FERRARA, 30 AGO. 2009 – Dopo 304 spettacoli condensati in 10 giorni, con più di mille artisti da 34 paesi che hanno invaso le strade cittadine, Ferrara saluta i buskers. Ma sicuramente si tratta di un arrivederci, dato che l’edizione di quest’anno – la numero 22 – verrà ricordata come quella dei record.Oggi è calato il sipario sulla più grande rassegna al mondo dedicata ai musicisti di strada, che ha migliorato – spiegano gli organizzatori – i numeri, già strepitosi, delle annate precedenti. Tanti i motivi di soddisfazione per Stefano Bottoni, direttore artistico e ideatore della manifestazione: "Non è facile fare sì che tutto vada per il meglio. Ma dietro a questa rassegna ci sono state 100 persone che hanno lavorato sodo. A loro va il mio ringraziamento. Ma anche alle istituzioni, che ci sono state vicine più che mai. Sono inoltre da elogiare le forze dell’ordine per l’impegno mastodontico ed Hera che ogni giorno ha mantenuto pulita la nostra città.

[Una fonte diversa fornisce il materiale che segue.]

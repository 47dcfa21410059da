//! Core game logic for the chase
//!
//! Kinematics, the enemy's pursuit state and the per-frame round update, with no
//! terminal I/O. Shared by play mode and the movement recorder.

pub mod action;
pub mod character;
pub mod config;
pub mod enemy;
pub mod engine;
pub mod gate;
pub mod history;
pub mod pursuit;
pub mod state;

// Re-export commonly used types
pub use action::{MoveAction, PlayerInput};
pub use character::Character;
pub use config::GameConfig;
pub use enemy::{Enemy, EnemyFrame};
pub use engine::{GameEngine, StepInfo, StepResult};
pub use gate::{GateOutcome, PredictionGate};
pub use history::PositionHistory;
pub use state::RoundState;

Tutti siamo ormai consapevoli dell’importanza di questo evento che rappresenta un volano economico e di immagine per tutti". "Ho visto gente lasciare Ferrara con la gioia – racconta Luigi Russo direttore organizzativo – col sorriso sulle labbra. Ne sono certo abbiamo messo le basi anche per un rapporto diverso con le attività economiche della città e della provincia, ad esempio con gli albergatori". Ora, a sipario calato, l’Associazione Ferrara Buskers – in attesa del conteggio delle presenze, si pensa superiori alle 800mila dello scorso anno – dà appuntamento al 2010 e parteciperà, dal 2 ottobre 2009 al 2 gennaio 2010, alla Marcia Mondiale per la pace e la nonviolenza, alla quale l’Associazione Ferrara Buskers ha aderito. Una marcia che partirà dalla Nuova Zelanda per giungere in Argentina. Il nome di Ferrara, quindi, grazie all’Associazione, comparirà così accanto a premi nobel: Dalai Lama, Dario Fo, José Saramago, Desmond Tutu e tante altre personalità.